The registered owner in the book is shown as an unrelated third party.

However, this did not concern the plaintiff as it was not unusual for

ownership of a vehicle to change hands without the registration details

being altered. Moreover, the book itself contains a warning that the book

is not proof of legal ownership. The plaintiff then arranged for the vehicle

to be towed away at a cost of US$50. Subsequently, on 14 October 2010,

he paid US$450 for having the vehicle engine overhauled by a repair firm.

Later that month, he was visited by the police who said that it was a

stolen vehicle and took it away to Southerton Police Station. He then

asked Kawenya for a refund and was told that the money had been given

to two individuals who had brought the vehicle to the defendant. These

two, Tendai Nyamajiwa and Rumbidzai Mapeture, were later charged

with theft of the vehicle from its owner, Loveness Chinomona.

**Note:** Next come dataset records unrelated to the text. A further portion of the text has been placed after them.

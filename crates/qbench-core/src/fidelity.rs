//! Hellinger fidelity between measurement distributions.

use crate::record::Distribution;

/// Fidelity `(Σ_k sqrt(P[k]·Q[k]))²` over the union of keys, clamped to
/// `[0, 1]`. Keys missing from one side count as probability 0, so only the
/// shared keys contribute.
pub fn fidelity(p: &Distribution, q: &Distribution) -> f64 {
    // Iterate the smaller map; the sum is symmetric in P and Q.
    let (small, large) = if p.len() <= q.len() { (p, q) } else { (q, p) };
    let overlap: f64 = small
        .iter()
        .filter_map(|(k, a)| large.get(k).map(|b| (a * b).sqrt()))
        .sum();
    (overlap * overlap).clamp(0.0, 1.0)
}

/// Score a candidate against the baseline.
///
/// `None` when the baseline or candidate is missing, or the candidate is
/// empty: there is nothing real to compare.
pub fn compare(baseline: Option<&Distribution>, candidate: Option<&Distribution>) -> Option<f64> {
    match (baseline, candidate) {
        (Some(p), Some(q)) if !p.is_empty() && !q.is_empty() => Some(fidelity(p, q)),
        _ => None,
    }
}

#[cfg(test)]
mod tests {
    use super::*;

    fn dist(entries: &[(&str, f64)]) -> Distribution {
        entries.iter().map(|(k, v)| (k.to_string(), *v)).collect()
    }

    #[test]
    fn test_self_fidelity() {
        let p = dist(&[("00", 0.5), ("11", 0.5)]);
        assert!((fidelity(&p, &p) - 1.0).abs() < 1e-12);
    }

    #[test]
    fn test_disjoint_support() {
        let p = dist(&[("00", 1.0)]);
        let q = dist(&[("11", 0.5), ("01", 0.5)]);
        assert_eq!(fidelity(&p, &q), 0.0);
    }

    #[test]
    fn test_partial_overlap() {
        let p = dist(&[("0", 1.0)]);
        let q = dist(&[("0", 0.5), ("1", 0.5)]);
        assert!((fidelity(&p, &q) - 0.5).abs() < 1e-12);
        assert_eq!(fidelity(&p, &q), fidelity(&q, &p));
    }

    #[test]
    fn test_clamped_above_one() {
        // Unnormalized input must still land in [0, 1].
        let p = dist(&[("0", 2.0)]);
        assert_eq!(fidelity(&p, &p), 1.0);
    }

    #[test]
    fn test_compare_absent_inputs() {
        let p = dist(&[("0", 1.0)]);
        let empty = Distribution::new();
        assert_eq!(compare(None, Some(&p)), None);
        assert_eq!(compare(Some(&p), None), None);
        assert_eq!(compare(Some(&p), Some(&empty)), None);
        assert_eq!(compare(Some(&p), Some(&p)), Some(1.0));
    }
}
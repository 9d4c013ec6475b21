//! Error types for the IR crate.

use crate::qubit::{ClbitId, QubitId};
use thiserror::Error;

/// Errors that can occur while building a circuit.
#[derive(Debug, Error)]
#[non_exhaustive]
pub enum IrError {
    /// Qubit index is outside the circuit.
    #[error("Qubit {qubit} not found in circuit{}", format_gate_context(.gate_name))]
    QubitNotFound {
        /// The qubit that was not found.
        qubit: QubitId,
        /// Optional gate name for context.
        gate_name: Option<String>,
    },

    /// Classical bit index is outside the circuit.
    #[error("Classical bit {clbit} not found in circuit")]
    ClbitNotFound {
        /// The classical bit that was not found.
        clbit: ClbitId,
    },

    /// Gate applied to the wrong number of qubits.
    #[error("Gate '{gate_name}' requires {expected} qubits, got {got}")]
    QubitCountMismatch {
        /// Name of the gate.
        gate_name: String,
        /// Expected number of qubits.
        expected: u32,
        /// Actual number of qubits provided.
        got: u32,
    },

    /// The same qubit appears twice in one operation.
    #[error("Duplicate qubit {qubit} in operation{}", format_gate_context(.gate_name))]
    DuplicateQubit {
        /// The duplicate qubit.
        qubit: QubitId,
        /// Optional gate name for context.
        gate_name: Option<String>,
    },

    /// Measurement with mismatched qubit and clbit lists.
    #[error("Measurement maps {qubits} qubits onto {clbits} classical bits")]
    MeasureArity {
        /// Number of measured qubits.
        qubits: usize,
        /// Number of target classical bits.
        clbits: usize,
    },
}

#[allow(clippy::ref_option)]
fn format_gate_context(gate_name: &Option<String>) -> String {
    match gate_name {
        Some(name) => format!(" (gate: {name})"),
        None => String::new(),
    }
}

/// Result type for IR operations.
pub type IrResult<T> = Result<T, IrError>;
//! qbench backend abstraction layer.
//!
//! Every backend a benchmark can run on, local simulator or remote device,
//! sits behind the [`Backend`] trait:
//! - [`Capabilities`] describe qubit count, gate set and connectivity
//! - [`Backend::transpile`] performs backend-specific compilation
//! - results come back as a [`RawOutcome`]: amplitudes or shot [`Counts`]
//! - [`BackendRegistry`] maps backend names to constructors
//!
//! # Implementing a Backend
//!
//! ```ignore
//! use qbench_hal::{
//!     Backend, BackendAvailability, Capabilities, ExecutionResult, HalResult, JobId,
//!     JobStatus, ValidationResult,
//! };
//! use qbench_ir::Circuit;
//! use async_trait::async_trait;
//!
//! struct MyBackend {
//!     capabilities: Capabilities,
//! }
//!
//! #[async_trait]
//! impl Backend for MyBackend {
//!     fn name(&self) -> &str { "my_backend" }
//!
//!     fn capabilities(&self) -> &Capabilities {
//!         &self.capabilities
//!     }
//!
//!     async fn availability(&self) -> HalResult<BackendAvailability> {
//!         Ok(BackendAvailability::always_available())
//!     }
//!
//!     async fn validate(&self, circuit: &Circuit) -> HalResult<ValidationResult> {
//!         Ok(ValidationResult::check(circuit, &self.capabilities))
//!     }
//!
//!     async fn submit(&self, circuit: &Circuit, shots: u32) -> HalResult<JobId> {
//!         # todo!()
//!     }
//!
//!     async fn status(&self, job_id: &JobId) -> HalResult<JobStatus> {
//!         # todo!()
//!     }
//!
//!     async fn result(&self, job_id: &JobId) -> HalResult<ExecutionResult> {
//!         # todo!()
//!     }
//!
//!     async fn cancel(&self, job_id: &JobId) -> HalResult<()> {
//!         # todo!()
//!     }
//! }
//! ```

pub mod backend;
pub mod capability;
pub mod error;
pub mod job;
pub mod registry;
pub mod result;

pub use backend::{
    Backend, BackendAvailability, BackendConfig, BackendFactory, Transpiled, ValidationResult,
};
pub use capability::{BackendKind, Capabilities, GateSet, Topology, TopologyKind};
pub use error::{HalError, HalResult};
pub use job::{Job, JobId, JobStatus};
pub use registry::BackendRegistry;
pub use result::{Counts, ExecutionResult, RawOutcome};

Nyamajiwa

was convicted but Mapeture absconded. In the criminal proceedings,

Kawenya gave evidence as a State witness. According to the State

Outline, Nyamajiwa and Mapeture sold the vehicle to the defendant for

US$6,000. Again, as summarised in the State’s closing submissions,

Kawenya himself testified that he agreed to purchase the vehicle from

Mapeture after being persuaded to do so by Nyamajiwa, who was a

fellow church member as well as being a friend.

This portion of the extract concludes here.